MdL Ursu­la Sowa: “Mini­ster Aiwan­ger hat der Regi­on beim mas­si­ven Stel­len­ab­bau in der Auto­mo­bil­bran­che wenig zu bie­ten”

Zukunft der Auto­mo­bil­bran­che in der Regi­on Bam­berg: OB und Land­rat wir­beln mit hei­ßer Luft aus Mün­chen

Ursula Sowa

Ursu­la Sowa

Was tut die Poli­tik, wäh­rend die Auto­mo­bil­bran­che eine Stel­len­ab­bau-Maß­nah­me nach der ande­ren ver­kün­det? Das woll­te die Bam­ber­ger Land­tags­ab­ge­ord­ne­te Ursu­la Sowa (Bünd­nis 90/​Die Grü­nen) von der Baye­ri­schen Staats­re­gie­rung genau wis­sen. In einer Anfra­ge zum Ple­num nahm sie Bezug auf ein Schrei­ben von Staats­m­ni­ster Aiwan­ger an den Bam­ber­ger Ober­bür­ger­mei­ster und den Bam­ber­ger Land­rat. Anlass für den Brief­ver­kehr war die zum Janu­ar 2021 bevor­ste­hen­de Schlie­ßung des Miche­lin-Werks in Hall­stadt, zu der sich nun mit dem ange­kün­dig­ten Stel­len­ab­bau bei Bro­se eine neue wenig über­ra­schen­de Hiobs-Bot­schaft hin­zu­ge­sellt.

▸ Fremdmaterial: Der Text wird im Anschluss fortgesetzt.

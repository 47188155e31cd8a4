//! Benchmark utilities.

use rand::Rng;

/// Generates `size` random bytes.
pub fn random_data(size: usize) -> Vec<u8> {
    let mut rng = rand::thread_rng();
    (0..size).map(|_| rng.gen()).collect()
}

/// Splits `total` bytes into writes of `record` bytes each.
pub fn records(total: usize, record: usize) -> Vec<Vec<u8>> {
    let data = random_data(total);
    data.chunks(record.max(1)).map(<[u8]>::to_vec).collect()
}
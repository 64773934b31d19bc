pub mod export;
pub mod list;

// Re-export handler functions for use in routing
pub use export::get as history_export;
pub use list::get as history_list;
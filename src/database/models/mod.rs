pub mod account;
pub mod history;

pub use account::{Account, AccountUpdate, NewAccount, PasswordHash, DEFAULT_STATUS};
pub use history::{HistoryEntry, HistoryRecord};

Von “kon­kre­ten Pro­jekt­ideen” war in Aiwan­gers Schrei­ben die Rede, eben­so von Maß­nah­men aus dem im Juni 2018 unter­zeich­ne­ten “Pakt zur Zukunft der Fahr­zeug­indu­strie in Bay­ern”. Doch Sowa ist von der Ant­wort aus Mün­chen ent­täuscht: “Kei­ne ein­zi­ge kon­kre­te Maß­nah­me, kein ein­zi­ges greif­ba­res Pro­jekt wer­den genannt. Die Staats­re­gie­rung macht es sich auf unver­bind­li­chen All­ge­mein­plät­zen wie Regio­nal­för­de­rung, Stand­ort­stär­kung und Unter­stüt­zung für klei­ne und mitt­le­re Betrie­be bequem.”

Auf die aku­te Kri­se in Bam­berg wer­de nur mit illu­stren Gesprächs­run­den reagiert, die man künf­tig initi­ie­ren will, kri­ti­siert Sowa. “Die­se Run­den tau­gen dann vor allem für öffent­lich­keits­wirk­sa­me Fotos im Wahl­kampf für Ober­bür­ger­mei­ster und Land­rat, aber kon­kre­te Ergeb­nis­se ver­spre­chen sie eher nicht. Bis jetzt bla­sen die Poli­ti­ker in den ver­ant­wort­li­chen Posi­tio­nen vor allem hei­ße Luft in die Kri­sen­at­mo­sphä­re.“ Sowa for­dert, dass nun tat­säch­lich kon­kre­te Vor­schlä­ge auf­ge­zeigt wer­den und IHK sowie HWK mit ein­ge­bun­den wer­den.